→ Work task:
The answer must be an exact copy of every record.

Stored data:
----

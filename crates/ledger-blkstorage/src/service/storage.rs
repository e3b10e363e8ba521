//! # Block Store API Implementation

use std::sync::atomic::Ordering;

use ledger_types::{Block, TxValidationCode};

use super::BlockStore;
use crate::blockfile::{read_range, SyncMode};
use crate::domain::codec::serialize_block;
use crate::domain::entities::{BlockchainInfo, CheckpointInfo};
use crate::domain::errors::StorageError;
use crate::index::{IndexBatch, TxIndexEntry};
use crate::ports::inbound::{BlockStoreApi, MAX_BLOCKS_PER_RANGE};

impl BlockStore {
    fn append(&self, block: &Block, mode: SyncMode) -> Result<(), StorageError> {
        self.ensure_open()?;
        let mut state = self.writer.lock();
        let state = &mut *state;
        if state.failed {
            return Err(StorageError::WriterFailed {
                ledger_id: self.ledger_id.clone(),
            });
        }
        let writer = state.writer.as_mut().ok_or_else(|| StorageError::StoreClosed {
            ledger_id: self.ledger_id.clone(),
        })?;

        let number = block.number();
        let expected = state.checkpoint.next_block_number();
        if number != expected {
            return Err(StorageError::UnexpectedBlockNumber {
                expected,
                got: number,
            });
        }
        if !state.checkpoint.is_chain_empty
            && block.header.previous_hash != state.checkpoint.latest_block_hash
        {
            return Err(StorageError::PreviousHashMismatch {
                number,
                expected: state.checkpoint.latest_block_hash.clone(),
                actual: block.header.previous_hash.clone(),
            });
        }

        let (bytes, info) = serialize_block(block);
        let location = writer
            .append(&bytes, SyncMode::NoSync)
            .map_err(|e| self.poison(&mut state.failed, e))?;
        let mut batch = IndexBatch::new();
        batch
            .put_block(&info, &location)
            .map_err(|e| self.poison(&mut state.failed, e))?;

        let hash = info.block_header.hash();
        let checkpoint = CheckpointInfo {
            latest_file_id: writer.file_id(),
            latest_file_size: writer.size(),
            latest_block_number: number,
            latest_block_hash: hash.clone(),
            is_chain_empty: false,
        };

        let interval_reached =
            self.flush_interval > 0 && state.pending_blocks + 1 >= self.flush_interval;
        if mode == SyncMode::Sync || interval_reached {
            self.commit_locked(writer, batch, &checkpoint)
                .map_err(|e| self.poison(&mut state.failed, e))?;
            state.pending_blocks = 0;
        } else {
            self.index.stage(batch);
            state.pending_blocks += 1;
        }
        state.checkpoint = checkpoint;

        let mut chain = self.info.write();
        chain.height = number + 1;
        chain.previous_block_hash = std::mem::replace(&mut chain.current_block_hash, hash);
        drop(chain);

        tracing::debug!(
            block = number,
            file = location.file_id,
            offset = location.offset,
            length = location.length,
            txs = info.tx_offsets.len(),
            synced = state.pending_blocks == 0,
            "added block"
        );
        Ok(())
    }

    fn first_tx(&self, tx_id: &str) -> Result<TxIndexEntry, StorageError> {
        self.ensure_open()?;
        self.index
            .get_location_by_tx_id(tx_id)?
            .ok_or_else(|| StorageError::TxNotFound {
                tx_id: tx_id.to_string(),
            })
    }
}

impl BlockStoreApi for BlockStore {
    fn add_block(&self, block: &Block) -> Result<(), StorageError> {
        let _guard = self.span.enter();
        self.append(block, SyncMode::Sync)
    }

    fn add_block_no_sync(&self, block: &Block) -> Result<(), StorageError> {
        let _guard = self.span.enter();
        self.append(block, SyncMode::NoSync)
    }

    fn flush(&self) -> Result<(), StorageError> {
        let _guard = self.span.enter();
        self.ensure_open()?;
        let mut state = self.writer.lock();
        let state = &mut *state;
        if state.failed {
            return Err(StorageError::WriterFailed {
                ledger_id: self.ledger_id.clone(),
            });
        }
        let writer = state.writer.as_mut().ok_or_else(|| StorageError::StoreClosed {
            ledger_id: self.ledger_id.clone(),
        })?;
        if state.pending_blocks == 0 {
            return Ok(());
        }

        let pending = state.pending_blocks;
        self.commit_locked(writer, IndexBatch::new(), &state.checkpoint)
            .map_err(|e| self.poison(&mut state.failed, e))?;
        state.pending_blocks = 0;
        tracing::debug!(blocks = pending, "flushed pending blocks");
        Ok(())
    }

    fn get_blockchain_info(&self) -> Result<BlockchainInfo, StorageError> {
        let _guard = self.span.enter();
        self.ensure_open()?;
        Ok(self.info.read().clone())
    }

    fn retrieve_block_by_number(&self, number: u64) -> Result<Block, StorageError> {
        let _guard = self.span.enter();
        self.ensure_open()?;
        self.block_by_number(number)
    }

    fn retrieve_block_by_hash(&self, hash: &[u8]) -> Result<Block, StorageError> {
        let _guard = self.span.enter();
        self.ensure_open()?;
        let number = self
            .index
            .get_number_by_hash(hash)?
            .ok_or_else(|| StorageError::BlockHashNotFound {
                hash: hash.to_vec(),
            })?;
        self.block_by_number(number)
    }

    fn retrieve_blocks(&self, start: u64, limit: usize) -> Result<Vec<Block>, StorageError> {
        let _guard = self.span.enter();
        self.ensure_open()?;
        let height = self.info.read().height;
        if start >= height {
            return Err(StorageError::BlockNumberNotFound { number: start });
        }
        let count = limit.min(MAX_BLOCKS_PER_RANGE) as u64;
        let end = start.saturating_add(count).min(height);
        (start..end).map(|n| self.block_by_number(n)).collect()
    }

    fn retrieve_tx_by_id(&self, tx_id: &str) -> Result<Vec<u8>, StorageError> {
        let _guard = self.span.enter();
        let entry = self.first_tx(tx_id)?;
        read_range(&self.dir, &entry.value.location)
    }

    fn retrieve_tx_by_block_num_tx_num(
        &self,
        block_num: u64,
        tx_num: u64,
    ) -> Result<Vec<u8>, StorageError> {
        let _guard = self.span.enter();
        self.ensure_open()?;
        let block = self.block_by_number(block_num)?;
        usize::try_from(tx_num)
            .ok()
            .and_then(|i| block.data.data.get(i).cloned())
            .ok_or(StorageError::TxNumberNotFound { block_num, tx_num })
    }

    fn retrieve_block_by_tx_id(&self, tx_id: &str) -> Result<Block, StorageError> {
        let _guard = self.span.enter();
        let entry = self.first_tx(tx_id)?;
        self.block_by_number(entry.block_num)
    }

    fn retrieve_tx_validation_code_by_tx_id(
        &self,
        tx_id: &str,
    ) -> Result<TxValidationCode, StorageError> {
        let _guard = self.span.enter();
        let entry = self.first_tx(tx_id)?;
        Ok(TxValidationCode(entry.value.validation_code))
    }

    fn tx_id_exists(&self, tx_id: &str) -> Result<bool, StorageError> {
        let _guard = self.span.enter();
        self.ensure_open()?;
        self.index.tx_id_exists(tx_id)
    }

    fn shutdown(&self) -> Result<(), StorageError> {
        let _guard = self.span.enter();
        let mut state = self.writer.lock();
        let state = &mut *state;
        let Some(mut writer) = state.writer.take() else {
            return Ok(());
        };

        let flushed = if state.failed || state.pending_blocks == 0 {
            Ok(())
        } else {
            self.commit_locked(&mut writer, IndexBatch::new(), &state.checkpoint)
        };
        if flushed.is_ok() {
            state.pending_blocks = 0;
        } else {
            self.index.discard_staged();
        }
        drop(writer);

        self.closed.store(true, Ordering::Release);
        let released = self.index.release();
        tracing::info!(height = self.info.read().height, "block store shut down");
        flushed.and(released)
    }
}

----

→ Response box:
filename crates/ledger-blkstorage/src/service/storage.rs
repository e3b10e363e8ba521
//! # Block Store API Implementation

use std::sync::atomic::Ordering;

use ledger_types::{Block, TxValidationCode};

use super::BlockStore;
use crate::blockfile::{read_range, SyncMode};
use crate::domain::codec::serialize_block;
use crate::domain::entities::{BlockchainInfo, CheckpointInfo};
use crate::domain::errors::StorageError;
use crate::index::{IndexBatch, TxIndexEntry};
use crate::ports::inbound::{BlockStoreApi, MAX_BLOCKS_PER_RANGE};

impl BlockStore {
    fn append(&self, block: &Block, mode: SyncMode) -> Result<(), StorageError> {
        self.ensure_open()?;
        let mut state = self.writer.lock();
        let state = &mut *state;
        if state.failed {
            return Err(StorageError::WriterFailed {
                ledger_id: self.ledger_id.clone(),
            });
        }
        let writer = state.writer.as_mut().ok_or_else(|| StorageError::StoreClosed {
            ledger_id: self.ledger_id.clone(),
        })?;

        let number = block.number();
        let expected = state.checkpoint.next_block_number();
        if number != expected {
            return Err(StorageError::UnexpectedBlockNumber {
                expected,
                got: number,
            });
        }
        if !state.checkpoint.is_chain_empty
            && block.header.previous_hash != state.checkpoint.latest_block_hash
        {
            return Err(StorageError::PreviousHashMismatch {
                number,
                expected: state.checkpoint.latest_block_hash.clone(),
                actual: block.header.previous_hash.clone(),
            });
        }

        let (bytes, info) = serialize_block(block);
        let location = writer
            .append(&bytes, SyncMode::NoSync)
            .map_err(|e| self.poison(&mut state.failed, e))?;
        let mut batch = IndexBatch::new();
        batch
            .put_block(&info, &location)
            .map_err(|e| self.poison(&mut state.failed, e))?;

        let hash = info.block_header.hash();
        let checkpoint = CheckpointInfo {
            latest_file_id: writer.file_id(),
            latest_file_size: writer.size(),
            latest_block_number: number,
            latest_block_hash: hash.clone(),
            is_chain_empty: false,
        };

        let interval_reached =
            self.flush_interval > 0 && state.pending_blocks + 1 >= self.flush_interval;
        if mode == SyncMode::Sync || interval_reached {
            self.commit_locked(writer, batch, &checkpoint)
                .map_err(|e| self.poison(&mut state.failed, e))?;
            state.pending_blocks = 0;
        } else {
            self.index.stage(batch);
            state.pending_blocks += 1;
        }
        state.checkpoint = checkpoint;

        let mut chain = self.info.write();
        chain.height = number + 1;
        chain.previous_block_hash = std::mem::replace(&mut chain.current_block_hash, hash);
        drop(chain);

        tracing::debug!(
            block = number,
            file = location.file_id,
            offset = location.offset,
            length = location.length,
            txs = info.tx_offsets.len(),
            synced = state.pending_blocks == 0,
            "added block"
        );
        Ok(())
    }

    fn first_tx(&self, tx_id: &str) -> Result<TxIndexEntry, StorageError> {
        self.ensure_open()?;
        self.index
            .get_location_by_tx_id(tx_id)?
            .ok_or_else(|| StorageError::TxNotFound {
                tx_id: tx_id.to_string(),
            })
    }
}

impl BlockStoreApi for BlockStore {
    fn add_block(&self, block: &Block) -> Result<(), StorageError> {
        let _guard = self.span.enter();
        self.append(block, SyncMode::Sync)
    }

    fn add_block_no_sync(&self, block: &Block) -> Result<(), StorageError> {
        let _guard = self.span.enter();
        self.append(block, SyncMode::NoSync)
    }

    fn flush(&self) -> Result<(), StorageError> {
        let _guard = self.span.enter();
        self.ensure_open()?;
        let mut state = self.writer.lock();
        let state = &mut *state;
        if state.failed {
            return Err(StorageError::WriterFailed {
                ledger_id: self.ledger_id.clone(),
            });
        }
        let writer = state.writer.as_mut().ok_or_else(|| StorageError::StoreClosed {
            ledger_id: self.ledger_id.clone(),
        })?;
        if state.pending_blocks == 0 {
            return Ok(());
        }

        let pending = state.pending_blocks;
        self.commit_locked(writer, IndexBatch::new(), &state.checkpoint)
            .map_err(|e| self.poison(&mut state.failed, e))?;
        state.pending_blocks = 0;
        tracing::debug!(blocks = pending, "flushed pending blocks");
        Ok(())
    }

    fn get_blockchain_info(&self) -> Result<BlockchainInfo, StorageError> {
        let _guard = self.span.enter();
        self.ensure_open()?;
        Ok(self.info.read().clone())
    }

    fn retrieve_block_by_number(&self, number: u64) -> Result<Block, StorageError> {
        let _guard = self.span.enter();
        self.ensure_open()?;
        self.block_by_number(number)
    }

    fn retrieve_block_by_hash(&self, hash: &[u8]) -> Result<Block, StorageError> {
        let _guard = self.span.enter();
        self.ensure_open()?;
        let number = self
            .index
            .get_number_by_hash(hash)?
            .ok_or_else(|| StorageError::BlockHashNotFound {
                hash: hash.to_vec(),
            })?;
        self.block_by_number(number)
    }

    fn retrieve_blocks(&self, start: u64, limit: usize) -> Result<Vec<Block>, StorageError> {
        let _guard = self.span.enter();
        self.ensure_open()?;
        let height = self.info.read().height;
        if start >= height {
            return Err(StorageError::BlockNumberNotFound { number: start });
        }
        let count = limit.min(MAX_BLOCKS_PER_RANGE) as u64;
        let end = start.saturating_add(count).min(height);
        (start..end).map(|n| self.block_by_number(n)).collect()
    }

    fn retrieve_tx_by_id(&self, tx_id: &str) -> Result<Vec<u8>, StorageError> {
        let _guard = self.span.enter();
        let entry = self.first_tx(tx_id)?;
        read_range(&self.dir, &entry.value.location)
    }

    fn retrieve_tx_by_block_num_tx_num(
        &self,
        block_num: u64,
        tx_num: u64,
    ) -> Result<Vec<u8>, StorageError> {
        let _guard = self.span.enter();
        self.ensure_open()?;
        let block = self.block_by_number(block_num)?;
        usize::try_from(tx_num)
            .ok()
            .and_then(|i| block.data.data.get(i).cloned())
            .ok_or(StorageError::TxNumberNotFound { block_num, tx_num })
    }

    fn retrieve_block_by_tx_id(&self, tx_id: &str) -> Result<Block, StorageError> {
        let _guard = self.span.enter();
        let entry = self.first_tx(tx_id)?;
        self.block_by_number(entry.block_num)
    }

    fn retrieve_tx_validation_code_by_tx_id(
        &self,
        tx_id: &str,
    ) -> Result<TxValidationCode, StorageError> {
        let _guard = self.span.enter();
        let entry = self.first_tx(tx_id)?;
        Ok(TxValidationCode(entry.value.validation_code))
    }

    fn tx_id_exists(&self, tx_id: &str) -> Result<bool, StorageError> {
        let _guard = self.span.enter();
        self.ensure_open()?;
        self.index.tx_id_exists(tx_id)
    }

    fn shutdown(&self) -> Result<(), StorageError> {
        let _guard = self.span.enter();
        let mut state = self.writer.lock();
        let state = &mut *state;
        let Some(mut writer) = state.writer.take() else {
            return Ok(());
        };

        let flushed = if state.failed || state.pending_blocks == 0 {
            Ok(())
        } else {
            self.commit_locked(&mut writer, IndexBatch::new(), &state.checkpoint)
        };
        if flushed.is_ok() {
            state.pending_blocks = 0;
        } else {
            self.index.discard_staged();
        }
        drop(writer);

        self.closed.store(true, Ordering::Release);
        let released = self.index.release();
        tracing::info!(height = self.info.read().height, "block store shut down");
        flushed.and(released)
    }
}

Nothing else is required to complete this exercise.